La relación que tengo con la escritura comenzó desde muy pequeña. En cuánto aprendí a escribir, practicaba hasta con las cosas más simples. Recuerdo que hasta les escribía las tareas a mis compañeras con tal de practicar. De igual manera, solía escribir diarios en los que contaba hasta las cosas más banales del mundo pero ¡me encantaba!
Recuerdo que también, a los 7 años, me gustaba bastante hacer cuentos; los escribía mientras dejaba que volará mi imaginación e incluso llegué a participar en concursos en la primaria en los que premiaban al mejor cuento. Lo gané en una ocasión, desafortunadamente no me lo regresaron y por ende no tengo registro de lo que escribí.
¡Soy una romántica empedernida! Me encanta escribir letras de amor -y desamor- a las personas: siempre me ha gustado escribir cartas. En persona suelo ser muy extrovertida, pero cuándo los sentimientos están de por medio, una carta siempre lo arregla todo. Es la fecha y suelo escribir cartas; a mí parecer es la manera más bonita de expresar y dejar palpado tu sentir y, en mi experiencia, la forma más sincera de decir lo que pienso y lo que las palabras orales no son capaces de decir.
Regresando al concepto anterior de letras de amor, siempre escribía las canciones en una libreta. Incluso tengo a la fecha, libretas especiales en las que escribía la letra de las canciones, ya que así era el modo más eficaz para que pudiera memorizarlas. Me quedaba horas pausando y retrasando la canción para poder escribir letra por letra y mi satisfacción más bella era cuando por fin terminaba toda la canción y podía cantarla -en ese momento era casi obvio que la había memorizado, después de todas las pausas hechas-.
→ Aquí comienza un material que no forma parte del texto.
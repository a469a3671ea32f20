// SPDX-License-Identifier: LGPL-3.0-only
//
// This file is provided WITHOUT ANY WARRANTY;
// without even the implied warranty of MERCHANTABILITY
// or FITNESS FOR A PARTICULAR PURPOSE.

mod data_store;
mod events;
mod in_mem;
mod into_key;
mod persistable;
mod repositories;
mod repository;
mod sled_db;
mod sled_store;
mod snapshot;

pub use data_store::*;
pub use events::*;
pub use in_mem::*;
pub use into_key::IntoKey;
pub use persistable::*;
pub use repositories::*;
pub use repository::*;
pub use sled_db::*;
pub use sled_store::*;
pub use snapshot::*;
// SPDX-License-Identifier: LGPL-3.0-only
//
// This file is provided WITHOUT ANY WARRANTY;
// without even the implied warranty of MERCHANTABILITY
// or FITNESS FOR A PARTICULAR PURPOSE.

use actix::Message;
use std::fmt::Display;
use std::hash::Hash;

/// Trait that must be implemented by events used with EventBus
pub trait Event:
    Message<Result = ()> + Clone + Display + Send + Sync + Unpin + Sized + 'static
{
    type Id: Hash + Eq + Clone + Unpin + Send + Sync + Display;

    fn event_type(&self) -> String;
    fn event_id(&self) -> Self::Id;
}

/// Trait for events that carry an alert about a failed operation
pub trait ErrorEvent: Event {
    type Error: Clone;

    fn as_error(&self) -> Option<&Self::Error>;
    fn from_error(error: Self::Error) -> Self;
}
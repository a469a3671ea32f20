// SPDX-License-Identifier: LGPL-3.0-only
//
// This file is provided WITHOUT ANY WARRANTY;
// without even the implied warranty of MERCHANTABILITY
// or FITNESS FOR A PARTICULAR PURPOSE.

use actix::Message;
use serde::{Deserialize, Serialize};
use std::fmt::{self, Display};

#[derive(Clone, Copy, Debug, PartialEq, Eq, Hash, Serialize, Deserialize)]
pub enum IntegrityViolationReason {
    ReplayDetected,
    StateMismatch,
    InvalidProof,
    InvalidCleartext,
}

/// Alert raised when a decryption fulfilment is rejected for integrity reasons. The rejected
/// callback does not change coordinator state; this event only exists so that observers can
/// react to protocol misuse.
#[derive(Message, Clone, Debug, PartialEq, Eq, Hash, Serialize, Deserialize)]
#[rtype(result = "()")]
pub struct IntegrityViolation {
    pub request_id: u64,
    pub reason: IntegrityViolationReason,
    pub message: String,
}

impl Display for IntegrityViolation {
    fn fmt(&self, f: &mut fmt::Formatter<'_>) -> fmt::Result {
        write!(
            f,
            "request_id: {}, reason: {:?}, {}",
            self.request_id, self.reason, self.message
        )
    }
}
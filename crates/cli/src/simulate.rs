// SPDX-License-Identifier: LGPL-3.0-only
//
// This file is provided WITHOUT ANY WARRANTY;
// without even the implied warranty of MERCHANTABILITY
// or FITNESS FOR A PARTICULAR PURPOSE.

use actix::prelude::*;
use alloy::primitives::Address;
use anyhow::{anyhow, bail, Context as _, Result};
use ciphersum_config::AppConfig;
use ciphersum_coordinator::{
    AddProvider, Clock, CloseBatch, Coordinator, CoordinatorParams, OpenBatch, RequestDecryption,
    Submit, SystemClock,
};
use ciphersum_data::{DataStore, InMemStore, RepositoriesFactory, SledStore};
use ciphersum_events::{AggregatorEvent, DecryptionCompleted, EventBus, Subscribe};
use ciphersum_fhe::{build_bfv_params_arc, BfvAccumulator, BfvKeyset};
use ciphersum_logger::SimpleLogger;
use ciphersum_oracle::{LocalOracle, OracleSigner, SignatureVerifier};
use std::{sync::Arc, time::Duration};
use tokio::sync::oneshot;
use tracing::{info, warn};

const ROUND_TIMEOUT: Duration = Duration::from_secs(60);

/// Owner used when the configuration does not name one
pub const DEFAULT_OWNER: Address = Address::with_last_byte(1);

/// Deterministic provider identity for the i-th submission
pub fn provider_address(index: usize) -> Address {
    let mut bytes = [0u8; 20];
    bytes[12..].copy_from_slice(&(0x1000 + index as u64).to_be_bytes());
    Address::from(bytes)
}

pub fn validate_round(values: &[u64], samples: &[u64]) -> Result<()> {
    if values.is_empty() {
        bail!("at least one value is required");
    }
    if values.len() != samples.len() {
        bail!(
            "got {} values but {} sample counts",
            values.len(),
            samples.len()
        );
    }
    Ok(())
}

/// Resolves with the first completion or integrity alert published on the bus
struct RoundOutcome {
    tx: Option<oneshot::Sender<AggregatorEvent>>,
}

impl RoundOutcome {
    fn attach(bus: &Addr<EventBus<AggregatorEvent>>) -> oneshot::Receiver<AggregatorEvent> {
        let (tx, rx) = oneshot::channel();
        let addr = RoundOutcome { tx: Some(tx) }.start();
        for event_type in ["DecryptionCompleted", "IntegrityViolation"] {
            bus.do_send(Subscribe::new(event_type, addr.clone().recipient()));
        }
        rx
    }
}

impl Actor for RoundOutcome {
    type Context = Context<Self>;
}

impl Handler<AggregatorEvent> for RoundOutcome {
    type Result = ();
    fn handle(&mut self, msg: AggregatorEvent, _: &mut Self::Context) {
        if let Some(tx) = self.tx.take() {
            let _ = tx.send(msg);
        }
    }
}

fn open_store(config: &AppConfig) -> Result<DataStore> {
    if config.use_in_mem_store {
        return Ok((&InMemStore::new(false).start()).into());
    }
    let db_file = config.db_file()?;
    info!(db_file = %db_file.display(), "Using sled store");
    Ok((&SledStore::new(&db_file)?).into())
}

pub async fn execute(config: &AppConfig, values: Vec<u64>, samples: Vec<u64>) -> Result<()> {
    let data = run_round(config, values, samples, Arc::new(SystemClock)).await?;
    println!(
        "batch {} request {}: sum = {} over {} samples",
        data.batch_id, data.request_id, data.decrypted_sum, data.total_samples
    );
    Ok(())
}

/// Run one batch from opening to decryption. A batch opened here is closed again when a
/// submission is rejected so that the next run can open its own.
pub async fn run_round(
    config: &AppConfig,
    values: Vec<u64>,
    samples: Vec<u64>,
    clock: Arc<dyn Clock>,
) -> Result<DecryptionCompleted> {
    validate_round(&values, &samples)?;

    let params = build_bfv_params_arc(
        config.bfv.degree,
        config.bfv.plaintext_modulus,
        &config.bfv.moduli,
    )?;
    let keyset = BfvKeyset::from_seed(params.clone(), rand::random())?;

    // Providers encrypt under the oracle's public key before the oracle takes the keyset.
    let ciphertexts = values
        .iter()
        .map(|v| keyset.encrypt_u64(*v))
        .collect::<Result<Vec<_>>>()?;

    let signer = match &config.oracle.signer_key {
        Some(key) => OracleSigner::from_hex(key)?,
        None => OracleSigner::random(),
    };
    let trusted = config.oracle.verifier_address.unwrap_or(signer.address());
    let verifier = SignatureVerifier::new(trusted);
    info!(trusted = %verifier.trusted(), "Checking oracle proofs");
    let owner = config.owner.unwrap_or(DEFAULT_OWNER);

    let repositories = open_store(config)?.repositories();
    let bus = EventBus::<AggregatorEvent>::default().start();
    SimpleLogger::<AggregatorEvent>::attach(&config.name, bus.clone());
    let outcome = RoundOutcome::attach(&bus);
    let oracle = LocalOracle::new(keyset, signer).start();

    let coordinator = Coordinator::attach(
        CoordinatorParams {
            address: config.coordinator_address,
            accumulator: Arc::new(BfvAccumulator::new(params)),
            verifier: Arc::new(verifier),
            oracle: oracle.recipient(),
            bus: bus.clone(),
            clock,
        },
        &repositories,
        owner,
        config.cooldown_seconds,
    )
    .await?;

    for index in 0..values.len() {
        coordinator
            .send(AddProvider {
                caller: owner,
                provider: provider_address(index),
            })
            .await??;
    }

    let batch_id = coordinator.send(OpenBatch { caller: owner }).await??;
    if let Err(err) = submit_all(&coordinator, ciphertexts, samples).await {
        warn!(batch_id, "Closing batch after a rejected submission");
        coordinator.send(CloseBatch { caller: owner }).await??;
        return Err(err);
    }
    coordinator.send(CloseBatch { caller: owner }).await??;
    let request_id = coordinator
        .send(RequestDecryption {
            caller: owner,
            batch_id,
        })
        .await??;
    info!(request_id, batch_id, "Waiting for the oracle");

    let event = tokio::time::timeout(ROUND_TIMEOUT, outcome)
        .await
        .context("Timed out waiting for the decryption result")?
        .map_err(|_| anyhow!("Round ended without a result"))?;

    match event {
        AggregatorEvent::DecryptionCompleted { data, .. } => Ok(data),
        AggregatorEvent::IntegrityViolation { data, .. } => {
            bail!("Decryption rejected: {}", data.message)
        }
        other => bail!("Unexpected event {}", other),
    }
}

async fn submit_all(
    coordinator: &Addr<Coordinator>,
    ciphertexts: Vec<Vec<u8>>,
    samples: Vec<u64>,
) -> Result<()> {
    for (index, (ciphertext, sample_count)) in ciphertexts.into_iter().zip(samples).enumerate() {
        coordinator
            .send(Submit {
                caller: provider_address(index),
                ciphertext: ciphertext.into(),
                sample_count,
            })
            .await?
            .with_context(|| format!("Submission {} was rejected", index))?;
    }
    Ok(())
}

#[cfg(test)]
mod tests {
    use super::*;
    use anyhow::Context as _;
    use ciphersum_coordinator::{CoordinatorError, ManualClock};

    #[test]
    fn round_shape_is_checked() {
        assert!(validate_round(&[5, 7], &[1, 2]).is_ok());
        assert!(validate_round(&[], &[]).is_err());
        assert!(validate_round(&[5, 7], &[1]).is_err());
    }

    #[test]
    fn provider_addresses_are_distinct() {
        assert_ne!(provider_address(0), provider_address(1));
        assert_ne!(provider_address(0), DEFAULT_OWNER);
        assert_ne!(provider_address(300), provider_address(44));
    }

    #[actix::test]
    async fn runs_an_in_memory_round() -> Result<()> {
        let mut config = AppConfig::default();
        config.use_in_mem_store = true;
        execute(&config, vec![5, 7, 11], vec![100, 50, 25]).await
    }

    #[actix::test]
    async fn rerun_inside_cooldown_leaves_no_open_batch() -> Result<()> {
        let dir = tempfile::tempdir()?;
        let mut config = AppConfig::default();
        config.data_dir = Some(dir.path().to_path_buf());
        let clock = ManualClock::new(1_000);

        let first = run_round(&config, vec![5, 7], vec![10, 20], Arc::new(clock.clone())).await?;
        assert_eq!((first.batch_id, first.decrypted_sum), (1, 12));

        clock.advance(1);
        let err = run_round(&config, vec![1, 2], vec![1, 1], Arc::new(clock.clone()))
            .await
            .err()
            .context("second run should hit the cooldown")?;
        assert!(matches!(
            err.downcast_ref::<CoordinatorError>(),
            Some(CoordinatorError::CooldownActive { .. })
        ));

        clock.advance(config.cooldown_seconds);
        let third = run_round(&config, vec![3, 4], vec![1, 1], Arc::new(clock.clone())).await?;
        assert_eq!((third.batch_id, third.decrypted_sum), (3, 7));
        Ok(())
    }
}
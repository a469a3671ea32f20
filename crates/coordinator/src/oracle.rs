// SPDX-License-Identifier: LGPL-3.0-only
//
// This file is provided WITHOUT ANY WARRANTY;
// without even the implied warranty of MERCHANTABILITY
// or FITNESS FOR A PARTICULAR PURPOSE.

use actix::{Message, Recipient};
use ciphersum_events::DecryptionCompleted;
use ciphersum_utils::ArcBytes;

use crate::CoordinatorError;

/// Fulfilment of a decryption request. Anyone may deliver one; the proof is what authorizes it.
#[derive(Message, Clone, Debug, PartialEq, Eq)]
#[rtype(result = "Result<DecryptionCompleted, CoordinatorError>")]
pub struct DecryptionCallback {
    pub request_id: u64,
    pub cleartext: ArcBytes,
    pub proof: ArcBytes,
}

/// Handed to the decryption oracle when a closed batch is ready to be revealed
#[derive(Message, Clone)]
#[rtype(result = "()")]
pub struct OracleRequest {
    pub request_id: u64,
    pub batch_id: u64,
    pub ciphertexts: Vec<ArcBytes>,
    pub callback: Recipient<DecryptionCallback>,
}

/// Checks that `proof` authenticates `cleartext` as the oracle's answer to `request_id`
pub trait ProofVerifier: Send + Sync + 'static {
    fn verify(&self, request_id: u64, cleartext: &[u8], proof: &[u8]) -> bool;
}
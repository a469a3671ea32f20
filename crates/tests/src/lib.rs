// SPDX-License-Identifier: LGPL-3.0-only
//
// This file is provided WITHOUT ANY WARRANTY;
// without even the implied warranty of MERCHANTABILITY
// or FITNESS FOR A PARTICULAR PURPOSE.

//! End to end tests for the aggregation round live under `tests/`.
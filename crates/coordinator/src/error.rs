// SPDX-License-Identifier: LGPL-3.0-only
//
// This file is provided WITHOUT ANY WARRANTY;
// without even the implied warranty of MERCHANTABILITY
// or FITNESS FOR A PARTICULAR PURPOSE.

use alloy_primitives::{Address, B256};
use ciphersum_events::IntegrityViolationReason;
use thiserror::Error;

use crate::CooldownKind;

/// Broad classes of failure. Callers branch on these rather than on individual variants.
#[derive(Clone, Copy, Debug, PartialEq, Eq, Hash)]
pub enum ErrorKind {
    Authorization,
    AvailabilityGate,
    RateLimit,
    StateViolation,
    ParameterValidation,
    IntegrityViolation,
    EncryptionPrecondition,
    Internal,
}

/// Every way a coordinator operation can be rejected. A rejected operation never leaves a partial
/// mutation behind.
#[derive(Error, Debug, Clone, PartialEq, Eq)]
pub enum CoordinatorError {
    #[error("{0} is not the owner")]
    NotOwner(Address),

    #[error("{0} is not a registered provider")]
    NotProvider(Address),

    #[error("Coordinator is paused")]
    Paused,

    #[error("Cooldown active for {actor} ({kind:?}), retry at {retry_at}")]
    CooldownActive {
        actor: Address,
        kind: CooldownKind,
        retry_at: u64,
    },

    #[error("Invalid batch state: {0}")]
    InvalidBatchState(String),

    #[error("Invalid parameters: {0}")]
    InvalidParameters(String),

    #[error("Decryption request {0} has already been processed")]
    ReplayDetected(u64),

    #[error("State hash mismatch for request {request_id}: expected {expected}, found {actual}")]
    StateMismatch {
        request_id: u64,
        expected: B256,
        actual: B256,
    },

    #[error("Proof rejected for request {0}")]
    InvalidProof(u64),

    #[error("Cleartext for request {request_id} could not be decoded: {reason}")]
    InvalidCleartext { request_id: u64, reason: String },

    #[error("Malformed ciphertext: {0}")]
    DecryptionFailed(String),

    #[error("Internal error: {0}")]
    Internal(String),
}

impl CoordinatorError {
    pub fn internal(err: impl std::fmt::Display) -> Self {
        CoordinatorError::Internal(err.to_string())
    }

    pub fn kind(&self) -> ErrorKind {
        use CoordinatorError::*;
        match self {
            NotOwner(_) | NotProvider(_) => ErrorKind::Authorization,
            Paused => ErrorKind::AvailabilityGate,
            CooldownActive { .. } => ErrorKind::RateLimit,
            InvalidBatchState(_) => ErrorKind::StateViolation,
            InvalidParameters(_) => ErrorKind::ParameterValidation,
            ReplayDetected(_)
            | StateMismatch { .. }
            | InvalidProof(_)
            | InvalidCleartext { .. } => ErrorKind::IntegrityViolation,
            DecryptionFailed(_) => ErrorKind::EncryptionPrecondition,
            Internal(_) => ErrorKind::Internal,
        }
    }

    /// Only rate limit rejections clear up by themselves
    pub fn is_retryable(&self) -> bool {
        self.kind() == ErrorKind::RateLimit
    }

    /// The alert reason to publish when this error rejects a decryption callback
    pub fn integrity_reason(&self) -> Option<IntegrityViolationReason> {
        match self {
            CoordinatorError::ReplayDetected(_) => Some(IntegrityViolationReason::ReplayDetected),
            CoordinatorError::StateMismatch { .. } => Some(IntegrityViolationReason::StateMismatch),
            CoordinatorError::InvalidProof(_) => Some(IntegrityViolationReason::InvalidProof),
            CoordinatorError::InvalidCleartext { .. } => {
                Some(IntegrityViolationReason::InvalidCleartext)
            }
            _ => None,
        }
    }
}

#[cfg(test)]
mod tests {
    use super::*;

    #[test]
    fn only_cooldown_is_retryable() {
        let cooldown = CoordinatorError::CooldownActive {
            actor: Address::with_last_byte(1),
            kind: CooldownKind::Submission,
            retry_at: 60,
        };
        assert!(cooldown.is_retryable());
        assert!(!CoordinatorError::Paused.is_retryable());
        assert!(!CoordinatorError::ReplayDetected(1).is_retryable());
        assert!(!CoordinatorError::internal("boom").is_retryable());
    }

    #[test]
    fn integrity_errors_map_to_alert_reasons() {
        assert_eq!(
            CoordinatorError::InvalidProof(3).integrity_reason(),
            Some(IntegrityViolationReason::InvalidProof)
        );
        assert_eq!(
            CoordinatorError::InvalidProof(3).kind(),
            ErrorKind::IntegrityViolation
        );
        assert_eq!(
            CoordinatorError::InvalidBatchState("unknown".into()).integrity_reason(),
            None
        );
    }
}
Mi relación con la escritura es demasiado importante. Más ahora que estoy en una carrera en la que la lectura y la escritura es la puerta a muchas cosas que quiero desempeñar dentro del ámbito. Tengo una ambición con que las letras representen la voz y el sentido de los pensamientos y sentimientos. Que al momento de escribir se pueda expresar una voz interior que servirá al momento de su lectura ¡soy fiel creyente de que las letras escritas son la puerta perfecta que te deja conocer la personalidad, aura e incluso problemas de quien las escribe: la escritura como la ventana del alma.